[Collected data]
use std::fmt;
use std::str::FromStr;

use chrono::{DateTime, Utc};
use serde::{Deserialize, Serialize};

use super::error::ValidationError;

macro_rules! string_id {
    ($(#[$meta:meta])* $name:ident) => {
        $(#[$meta])*
        #[derive(Debug, Clone, PartialEq, Eq, PartialOrd, Ord, Hash, Serialize, Deserialize)]
        #[serde(transparent)]
        pub struct $name(pub String);

        impl $name {
            pub fn generate() -> Self {
                Self(uuid::Uuid::new_v4().to_string())
            }

            pub fn as_str(&self) -> &str {
                &self.0
            }
        }

        impl fmt::Display for $name {
            fn fmt(&self, f: &mut fmt::Formatter<'_>) -> fmt::Result {
                f.write_str(&self.0)
            }
        }

        impl From<&str> for $name {
            fn from(value: &str) -> Self {
                Self(value.to_string())
            }
        }
    };
}

string_id!(
    /// Identifier wrapper for posted jobs.
    JobId
);
string_id!(
    /// Identifier wrapper for submitted applications.
    ApplicationId
);
string_id!(
    /// Identifier wrapper for employer accounts.
    OrganizationId
);
string_id!(
    /// Identity issued by the auth provider.
    UserId
);

impl From<&UserId> for OrganizationId {
    fn from(value: &UserId) -> Self {
        Self(value.0.clone())
    }
}

#[derive(Debug, Clone, Copy, PartialEq, Eq, Hash, Serialize, Deserialize)]
#[serde(rename_all = "kebab-case")]
pub enum JobType {
    FullTime,
    PartTime,
    Contract,
    Internship,
    Temporary,
}

impl JobType {
    pub const fn ordered() -> [Self; 5] {
        [
            Self::FullTime,
            Self::PartTime,
            Self::Contract,
            Self::Internship,
            Self::Temporary,
        ]
    }

    pub const fn as_str(self) -> &'static str {
        match self {
            Self::FullTime => "full-time",
            Self::PartTime => "part-time",
            Self::Contract => "contract",
            Self::Internship => "internship",
            Self::Temporary => "temporary",
        }
    }

    pub const fn label(self) -> &'static str {
        match self {
            Self::FullTime => "Full-time",
            Self::PartTime => "Part-time",
            Self::Contract => "Contract",
            Self::Internship => "Internship",
            Self::Temporary => "Temporary",
        }
    }
}

impl FromStr for JobType {
    type Err = ValidationError;

    fn from_str(value: &str) -> Result<Self, Self::Err> {
        Self::ordered()
            .into_iter()
            .find(|kind| kind.as_str() == value.trim())
            .ok_or_else(|| ValidationError::UnknownStatus {
                kind: "job type",
                value: value.to_string(),
            })
    }
}

#[derive(Debug, Clone, Copy, PartialEq, Eq, Hash, Serialize, Deserialize)]
#[serde(rename_all = "snake_case")]
pub enum JobStatus {
    Active,
    Inactive,
}

impl JobStatus {
    pub const fn as_str(self) -> &'static str {
        match self {
            Self::Active => "active",
            Self::Inactive => "inactive",
        }
    }

    pub const fn label(self) -> &'static str {
        match self {
            Self::Active => "Active",
            Self::Inactive => "Inactive",
        }
    }
}

impl FromStr for JobStatus {
    type Err = ValidationError;

    fn from_str(value: &str) -> Result<Self, Self::Err> {
        match value.trim() {
            "active" => Ok(Self::Active),
            "inactive" => Ok(Self::Inactive),
            other => Err(ValidationError::UnknownStatus {
                kind: "job",
                value: other.to_string(),
            }),
        }
    }
}

/// Review state of an application.
#[derive(Debug, Clone, Copy, PartialEq, Eq, Hash, Default, Serialize, Deserialize)]
#[serde(rename_all = "snake_case")]
pub enum ApplicationStatus {
    #[default]
    Pending,
    Shortlisted,
    Rejected,
}

impl ApplicationStatus {
    pub const fn ordered() -> [Self; 3] {
        [Self::Pending, Self::Shortlisted, Self::Rejected]
    }

    pub const fn as_str(self) -> &'static str {
        match self {
            Self::Pending => "pending",
            Self::Shortlisted => "shortlisted",
            Self::Rejected => "rejected",
        }
    }

    pub const fn label(self) -> &'static str {
        match self {
            Self::Pending => "Pending",
            Self::Shortlisted => "Shortlisted",
            Self::Rejected => "Rejected",
        }
    }

    /// Parses a stored label, returning `None` for anything outside the three known states.
    pub fn from_label(value: &str) -> Option<Self> {
        Self::ordered()
            .into_iter()
            .find(|status| status.as_str() == value)
    }
}

impl FromStr for ApplicationStatus {
    type Err = ValidationError;

    fn from_str(value: &str) -> Result<Self, Self::Err> {
        Self::from_label(value.trim()).ok_or_else(|| ValidationError::UnknownStatus {
            kind: "application",
            value: value.to_string(),
        })
    }
}

#[derive(Debug, Clone, Copy, PartialEq, Eq, Hash, Serialize, Deserialize)]
#[serde(rename_all = "snake_case")]
pub enum OrganizationStatus {
    Active,
    Suspended,
    Pending,
}

impl OrganizationStatus {
    pub const fn as_str(self) -> &'static str {
        match self {
            Self::Active => "active",
            Self::Suspended => "suspended",
            Self::Pending => "pending",
        }
    }

    pub const fn label(self) -> &'static str {
        match self {
            Self::Active => "Active",
            Self::Suspended => "Suspended",
            Self::Pending => "Pending",
        }
    }
}

impl FromStr for OrganizationStatus {
    type Err = ValidationError;

    fn from_str(value: &str) -> Result<Self, Self::Err> {
        match value.trim() {
            "active" => Ok(Self::Active),
            "suspended" => Ok(Self::Suspended),
            "pending" => Ok(Self::Pending),
            other => Err(ValidationError::UnknownStatus {
                kind: "organization",
                value: other.to_string(),
            }),
        }
    }
}

/// A posted position.
#[derive(Debug, Clone, PartialEq, Eq, Serialize, Deserialize)]
pub struct Job {
    pub id: JobId,
    pub title: String,
    pub department: String,
    pub location: String,
    #[serde(rename = "type")]
    pub job_type: JobType,
    pub description: String,
    pub requirements: String,
    pub responsibilities: String,
    pub salary_range: Option<String>,
    pub posted_date: DateTime<Utc>,
    pub deadline: Option<DateTime<Utc>>,
    pub status: JobStatus,
    pub organization_id: Option<OrganizationId>,
    pub created_at: DateTime<Utc>,
    pub updated_at: DateTime<Utc>,
}

impl Job {
    /// Builds a fresh, active job from a validated draft.
    pub fn from_draft(
        draft: JobDraft,
        organization_id: Option<OrganizationId>,
        now: DateTime<Utc>,
    ) -> Result<Self, ValidationError> {
        draft.validate()?;
        Ok(Self {
            id: JobId::generate(),
            title: draft.title.trim().to_string(),
            department: draft.department.trim().to_string(),
            location: draft.location.trim().to_string(),
            job_type: draft.job_type,
            description: draft.description,
            requirements: draft.requirements,
            responsibilities: draft.responsibilities,
            salary_range: non_blank(draft.salary_range),
            posted_date: now,
            deadline: draft.deadline,
            status: JobStatus::Active,
            organization_id,
            created_at: now,
            updated_at: now,
        })
    }

    /// Applies an edited draft, keeping identity, ownership, status and posting date.
    pub fn apply_draft(&mut self, draft: JobDraft, now: DateTime<Utc>) -> Result<(), ValidationError> {
        draft.validate()?;
        self.title = draft.title.trim().to_string();
        self.department = draft.department.trim().to_string();
        self.location = draft.location.trim().to_string();
        self.job_type = draft.job_type;
        self.description = draft.description;
        self.requirements = draft.requirements;
        self.responsibilities = draft.responsibilities;
        self.salary_range = non_blank(draft.salary_range);
        self.deadline = draft.deadline;
        self.updated_at = now;
        Ok(())
    }

    pub fn is_public(&self) -> bool {
        self.status == JobStatus::Active
    }

    pub fn summary(&self) -> JobSummary {
        JobSummary {
            id: self.id.clone(),
            title: self.title.clone(),
            department: self.department.clone(),
            location: self.location.clone(),
            job_type: self.job_type,
            status: self.status,
            organization_id: self.organization_id.clone(),
        }
    }
}

/// Editable job fields supplied by an organization or admin.
#[derive(Debug, Clone, PartialEq, Eq, Serialize, Deserialize)]
pub struct JobDraft {
    pub title: String,
    pub department: String,
    pub location: String,
    #[serde(rename = "type", default = "default_job_type")]
    pub job_type: JobType,
    pub description: String,
    #[serde(default)]
    pub requirements: String,
    #[serde(default)]
    pub responsibilities: String,
    #[serde(default)]
    pub salary_range: Option<String>,
    #[serde(default)]
    pub deadline: Option<DateTime<Utc>>,
}

fn default_job_type() -> JobType {
    JobType::FullTime
}

impl JobDraft {
    pub fn validate(&self) -> Result<(), ValidationError> {
        require("title", &self.title)?;
        require("department", &self.department)?;
        require("location", &self.location)?;
        require("description", &self.description)?;
        Ok(())
    }
}

/// Job fields carried alongside an application in review tables.
#[derive(Debug, Clone, PartialEq, Eq, Serialize, Deserialize)]
pub struct JobSummary {
    pub id: JobId,
    pub title: String,
    pub department: String,
    pub location: String,
    #[serde(rename = "type")]
    pub job_type: JobType,
    pub status: JobStatus,
    pub organization_id: Option<OrganizationId>,
}

/// A candidate's submission against one job.
#[derive(Debug, Clone, PartialEq, Eq, Serialize, Deserialize)]
pub struct Application {
    pub id: ApplicationId,
    pub job_id: JobId,
    pub full_name: String,
    pub email: String,
    pub phone: String,
    pub cover_letter: Option<String>,
    pub resume_url: Option<String>,
    pub status: ApplicationStatus,
    pub applied_at: DateTime<Utc>,
    pub created_at: DateTime<Utc>,
    pub updated_at: DateTime<Utc>,
    pub user_id: Option<UserId>,
}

(Action item):
Work through the records above. Copy every line with the string "JobStatus".

(The answer):
pub enum JobStatus {
impl JobStatus {
impl FromStr for JobStatus {
    pub status: JobStatus,
            status: JobStatus::Active,
        self.status == JobStatus::Active
    pub status: JobStatus,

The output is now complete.